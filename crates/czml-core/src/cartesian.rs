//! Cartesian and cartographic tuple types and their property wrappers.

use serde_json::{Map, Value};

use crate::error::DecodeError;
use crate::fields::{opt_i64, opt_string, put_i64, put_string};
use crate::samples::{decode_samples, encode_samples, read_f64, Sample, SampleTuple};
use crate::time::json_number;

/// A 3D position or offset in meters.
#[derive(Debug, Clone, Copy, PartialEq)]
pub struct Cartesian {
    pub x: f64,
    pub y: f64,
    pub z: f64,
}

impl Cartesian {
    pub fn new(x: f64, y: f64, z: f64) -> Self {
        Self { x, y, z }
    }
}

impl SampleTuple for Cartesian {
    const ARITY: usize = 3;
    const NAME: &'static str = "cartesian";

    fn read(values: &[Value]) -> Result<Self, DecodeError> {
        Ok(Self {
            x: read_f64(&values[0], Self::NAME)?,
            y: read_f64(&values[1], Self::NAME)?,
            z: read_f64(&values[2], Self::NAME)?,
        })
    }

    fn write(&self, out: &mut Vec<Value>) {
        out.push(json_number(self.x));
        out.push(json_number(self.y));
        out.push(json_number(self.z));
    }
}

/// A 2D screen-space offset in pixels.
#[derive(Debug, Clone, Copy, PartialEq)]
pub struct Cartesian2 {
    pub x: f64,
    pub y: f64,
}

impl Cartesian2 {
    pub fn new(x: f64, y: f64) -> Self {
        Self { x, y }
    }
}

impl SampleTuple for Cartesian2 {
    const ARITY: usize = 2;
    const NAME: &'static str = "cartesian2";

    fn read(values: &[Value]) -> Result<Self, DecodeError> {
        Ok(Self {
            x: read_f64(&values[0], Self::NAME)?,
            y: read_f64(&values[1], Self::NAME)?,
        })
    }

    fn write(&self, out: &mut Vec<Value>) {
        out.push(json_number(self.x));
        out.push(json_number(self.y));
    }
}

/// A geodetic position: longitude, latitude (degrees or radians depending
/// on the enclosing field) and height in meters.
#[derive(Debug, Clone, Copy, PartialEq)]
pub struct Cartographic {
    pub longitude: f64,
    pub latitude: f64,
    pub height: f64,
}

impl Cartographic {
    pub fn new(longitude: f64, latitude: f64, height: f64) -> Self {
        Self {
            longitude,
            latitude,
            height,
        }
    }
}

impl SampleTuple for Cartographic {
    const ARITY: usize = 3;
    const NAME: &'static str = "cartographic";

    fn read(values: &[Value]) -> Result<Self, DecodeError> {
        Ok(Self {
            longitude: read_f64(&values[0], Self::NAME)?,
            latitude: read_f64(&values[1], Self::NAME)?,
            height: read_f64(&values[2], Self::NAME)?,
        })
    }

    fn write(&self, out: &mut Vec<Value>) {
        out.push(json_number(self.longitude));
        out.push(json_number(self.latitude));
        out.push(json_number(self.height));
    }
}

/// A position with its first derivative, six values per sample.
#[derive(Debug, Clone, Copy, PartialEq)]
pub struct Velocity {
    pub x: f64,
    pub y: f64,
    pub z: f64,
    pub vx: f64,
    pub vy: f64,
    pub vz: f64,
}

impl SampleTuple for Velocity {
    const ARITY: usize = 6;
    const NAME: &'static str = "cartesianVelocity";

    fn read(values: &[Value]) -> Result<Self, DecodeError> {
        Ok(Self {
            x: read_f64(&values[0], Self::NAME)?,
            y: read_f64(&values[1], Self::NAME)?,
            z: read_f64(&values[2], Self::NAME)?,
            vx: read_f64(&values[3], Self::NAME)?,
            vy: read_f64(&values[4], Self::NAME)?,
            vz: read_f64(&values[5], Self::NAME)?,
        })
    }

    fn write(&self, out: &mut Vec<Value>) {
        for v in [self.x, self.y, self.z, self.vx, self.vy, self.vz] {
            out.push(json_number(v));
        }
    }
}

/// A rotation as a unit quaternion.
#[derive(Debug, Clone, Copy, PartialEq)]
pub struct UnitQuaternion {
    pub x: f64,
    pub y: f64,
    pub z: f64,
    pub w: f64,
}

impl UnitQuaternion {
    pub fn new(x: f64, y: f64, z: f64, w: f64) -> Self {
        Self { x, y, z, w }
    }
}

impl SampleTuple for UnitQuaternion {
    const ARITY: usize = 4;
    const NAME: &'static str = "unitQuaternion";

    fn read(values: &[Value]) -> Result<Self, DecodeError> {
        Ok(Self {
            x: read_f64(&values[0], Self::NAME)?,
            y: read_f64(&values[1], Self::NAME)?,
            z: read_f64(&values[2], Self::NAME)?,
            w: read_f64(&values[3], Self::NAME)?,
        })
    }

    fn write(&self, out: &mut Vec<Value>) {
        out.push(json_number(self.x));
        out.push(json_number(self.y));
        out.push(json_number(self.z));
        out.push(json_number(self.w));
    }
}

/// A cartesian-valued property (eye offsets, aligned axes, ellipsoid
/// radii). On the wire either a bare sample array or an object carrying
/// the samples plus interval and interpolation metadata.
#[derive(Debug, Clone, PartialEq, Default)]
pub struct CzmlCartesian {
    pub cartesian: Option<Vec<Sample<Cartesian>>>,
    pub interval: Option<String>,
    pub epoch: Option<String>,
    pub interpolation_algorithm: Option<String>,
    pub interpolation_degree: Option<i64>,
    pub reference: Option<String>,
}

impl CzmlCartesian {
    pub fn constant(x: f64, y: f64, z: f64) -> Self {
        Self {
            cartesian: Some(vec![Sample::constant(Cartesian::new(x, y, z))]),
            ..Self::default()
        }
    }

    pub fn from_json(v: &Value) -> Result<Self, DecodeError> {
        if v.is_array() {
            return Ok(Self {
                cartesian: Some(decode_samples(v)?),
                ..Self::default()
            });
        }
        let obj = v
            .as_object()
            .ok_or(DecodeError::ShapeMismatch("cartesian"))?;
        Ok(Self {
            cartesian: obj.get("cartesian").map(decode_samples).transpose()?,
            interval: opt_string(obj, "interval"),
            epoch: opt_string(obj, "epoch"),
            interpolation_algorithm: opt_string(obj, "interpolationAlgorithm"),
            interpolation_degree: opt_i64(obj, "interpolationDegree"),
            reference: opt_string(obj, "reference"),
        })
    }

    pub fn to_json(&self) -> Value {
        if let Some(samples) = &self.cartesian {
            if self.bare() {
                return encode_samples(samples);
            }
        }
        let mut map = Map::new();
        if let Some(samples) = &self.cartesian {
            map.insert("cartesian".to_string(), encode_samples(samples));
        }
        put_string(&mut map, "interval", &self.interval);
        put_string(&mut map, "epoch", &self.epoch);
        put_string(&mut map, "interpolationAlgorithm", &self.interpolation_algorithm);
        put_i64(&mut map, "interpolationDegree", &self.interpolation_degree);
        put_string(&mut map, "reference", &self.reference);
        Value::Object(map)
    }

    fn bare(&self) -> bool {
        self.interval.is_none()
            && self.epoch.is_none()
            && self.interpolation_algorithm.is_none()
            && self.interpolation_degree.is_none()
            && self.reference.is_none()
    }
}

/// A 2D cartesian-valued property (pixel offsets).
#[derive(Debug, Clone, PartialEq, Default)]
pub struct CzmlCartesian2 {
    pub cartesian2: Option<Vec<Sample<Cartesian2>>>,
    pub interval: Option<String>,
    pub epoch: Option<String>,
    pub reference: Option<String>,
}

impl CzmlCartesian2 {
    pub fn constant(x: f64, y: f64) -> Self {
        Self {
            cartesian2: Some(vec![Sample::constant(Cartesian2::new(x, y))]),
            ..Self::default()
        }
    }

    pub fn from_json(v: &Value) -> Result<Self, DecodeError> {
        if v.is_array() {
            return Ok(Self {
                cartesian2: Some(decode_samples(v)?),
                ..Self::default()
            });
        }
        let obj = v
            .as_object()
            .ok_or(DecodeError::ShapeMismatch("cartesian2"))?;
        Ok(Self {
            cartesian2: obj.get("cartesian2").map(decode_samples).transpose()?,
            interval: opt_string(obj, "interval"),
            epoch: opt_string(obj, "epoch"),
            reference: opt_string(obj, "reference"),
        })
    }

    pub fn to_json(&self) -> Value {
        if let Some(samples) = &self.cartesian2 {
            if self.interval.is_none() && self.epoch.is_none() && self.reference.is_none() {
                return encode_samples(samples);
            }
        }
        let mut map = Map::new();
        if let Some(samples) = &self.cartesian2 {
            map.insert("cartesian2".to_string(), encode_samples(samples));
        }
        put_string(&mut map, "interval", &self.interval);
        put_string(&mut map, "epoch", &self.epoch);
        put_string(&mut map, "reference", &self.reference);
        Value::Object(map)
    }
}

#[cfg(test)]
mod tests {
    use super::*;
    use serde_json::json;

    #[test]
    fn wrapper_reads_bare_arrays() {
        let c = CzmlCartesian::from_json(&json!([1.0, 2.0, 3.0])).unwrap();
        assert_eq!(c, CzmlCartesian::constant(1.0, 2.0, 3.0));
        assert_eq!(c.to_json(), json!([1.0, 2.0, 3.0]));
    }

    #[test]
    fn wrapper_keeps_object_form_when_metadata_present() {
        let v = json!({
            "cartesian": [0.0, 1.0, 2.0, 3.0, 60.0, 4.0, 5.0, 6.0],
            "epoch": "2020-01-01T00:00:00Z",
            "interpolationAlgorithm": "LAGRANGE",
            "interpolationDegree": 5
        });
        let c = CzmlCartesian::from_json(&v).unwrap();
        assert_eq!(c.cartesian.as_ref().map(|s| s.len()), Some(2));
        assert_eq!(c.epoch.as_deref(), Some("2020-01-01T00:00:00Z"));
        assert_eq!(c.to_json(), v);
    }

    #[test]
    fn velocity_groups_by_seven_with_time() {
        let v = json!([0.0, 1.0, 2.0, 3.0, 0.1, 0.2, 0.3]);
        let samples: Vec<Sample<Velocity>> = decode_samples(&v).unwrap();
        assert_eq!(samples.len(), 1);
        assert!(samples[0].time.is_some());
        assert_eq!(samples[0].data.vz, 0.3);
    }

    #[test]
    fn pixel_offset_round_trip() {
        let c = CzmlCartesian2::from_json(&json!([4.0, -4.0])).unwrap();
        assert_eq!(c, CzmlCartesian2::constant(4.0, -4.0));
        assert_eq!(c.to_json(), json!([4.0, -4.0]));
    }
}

§ **EXERCISE REQUIREMENTS**: Please return exactly the lines from the first line of the material through the one with "impl SampleTuple for Cartesian2", and no lines after it.

§ **EXERCISE OUTPUT**:
filename crates/czml-core/src/cartesian.rs
//! Cartesian and cartographic tuple types and their property wrappers.

use serde_json::{Map, Value};

use crate::error::DecodeError;
use crate::fields::{opt_i64, opt_string, put_i64, put_string};
use crate::samples::{decode_samples, encode_samples, read_f64, Sample, SampleTuple};
use crate::time::json_number;

/// A 3D position or offset in meters.
#[derive(Debug, Clone, Copy, PartialEq)]
pub struct Cartesian {
    pub x: f64,
    pub y: f64,
    pub z: f64,
}

impl Cartesian {
    pub fn new(x: f64, y: f64, z: f64) -> Self {
        Self { x, y, z }
    }
}

impl SampleTuple for Cartesian {
    const ARITY: usize = 3;
    const NAME: &'static str = "cartesian";

    fn read(values: &[Value]) -> Result<Self, DecodeError> {
        Ok(Self {
            x: read_f64(&values[0], Self::NAME)?,
            y: read_f64(&values[1], Self::NAME)?,
            z: read_f64(&values[2], Self::NAME)?,
        })
    }

    fn write(&self, out: &mut Vec<Value>) {
        out.push(json_number(self.x));
        out.push(json_number(self.y));
        out.push(json_number(self.z));
    }
}

/// A 2D screen-space offset in pixels.
#[derive(Debug, Clone, Copy, PartialEq)]
pub struct Cartesian2 {
    pub x: f64,
    pub y: f64,
}

impl Cartesian2 {
    pub fn new(x: f64, y: f64) -> Self {
        Self { x, y }
    }
}

impl SampleTuple for Cartesian2 {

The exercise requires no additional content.